Dataset entries:
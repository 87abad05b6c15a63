use crate::repo::GitRepository;
use graft_core::error::VcsError;
use serde::{Deserialize, Serialize};
use std::path::Path;
use tracing::warn;

/// How the recorded import point relates to the new remote head.
#[derive(Debug, Clone, PartialEq, Eq, Serialize, Deserialize)]
pub enum RangeStatus {
    /// Clean history; diff the original range.
    Normal,
    /// Upstream diverged (force-push/rebase) but shares an ancestor; the
    /// merge-base becomes the new "from" and the integration is flagged.
    Rewritten { merge_base: String },
    /// The recorded commit is gone or histories are unrelated; the only
    /// safe recovery is a fresh import.
    ReimportRequired,
}

/// A safe commit range for diffing, with the integrity verdict attached.
#[derive(Debug, Clone, PartialEq, Eq)]
pub struct DiffRange {
    pub from: Option<String>,
    pub to: String,
    pub status: RangeStatus,
}

/// Decide a safe diff range between the last recorded import point and a
/// new remote head, detecting destructive history rewrites.
pub fn safe_diff_range(
    vcs: &dyn GitRepository,
    mirror: &Path,
    from: &str,
    to: &str,
) -> Result<DiffRange, VcsError> {
    if !vcs.commit_exists(mirror, from)? {
        warn!(from, "recorded import commit no longer exists upstream");
        let fallback = vcs.head(mirror).ok();
        return Ok(DiffRange {
            from: fallback,
            to: to.to_string(),
            status: RangeStatus::ReimportRequired,
        });
    }

    if !vcs.is_ancestor(mirror, from, to)? {
        return match vcs.merge_base(mirror, from, to)? {
            Some(base) => Ok(DiffRange {
                from: Some(base.clone()),
                to: to.to_string(),
                status: RangeStatus::Rewritten { merge_base: base },
            }),
            None => Ok(DiffRange {
                from: None,
                to: to.to_string(),
                status: RangeStatus::ReimportRequired,
            }),
        };
    }

    Ok(DiffRange {
        from: Some(from.to_string()),
        to: to.to_string(),
        status: RangeStatus::Normal,
    })
}
use time::OffsetDateTime;
use time::format_description::well_known::Rfc3339;

/// Current UTC time as RFC 3339 / ISO-8601.
pub fn now_iso8601() -> String {
    OffsetDateTime::now_utc()
        .format(&Rfc3339)
        .unwrap_or_else(|_| String::from("1970-01-01T00:00:00Z"))
}

/// Compact timestamp used in backup and patch file suffixes
/// (`<dest>.bak.<stamp>`, `<dest>.diff.<stamp>`).
pub fn compact_timestamp() -> String {
    let t = OffsetDateTime::now_utc();
    format!(
        "{:04}{:02}{:02}_{:02}{:02}{:02}",
        t.year(),
        u8::from(t.month()),
        t.day(),
        t.hour(),
        t.minute(),
        t.second()
    )
}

# REQUIRED ACTION:
Your task is to write out, exactly, the line that holds "patch file suffixes" and every line after it until the records end.

# RESULT OF THE TASK:
/// Compact timestamp used in backup and patch file suffixes
/// (`<dest>.bak.<stamp>`, `<dest>.diff.<stamp>`).
pub fn compact_timestamp() -> String {
    let t = OffsetDateTime::now_utc();
    format!(
        "{:04}{:02}{:02}_{:02}{:02}{:02}",
        t.year(),
        u8::from(t.month()),
        t.day(),
        t.hour(),
        t.minute(),
        t.second()
    )
}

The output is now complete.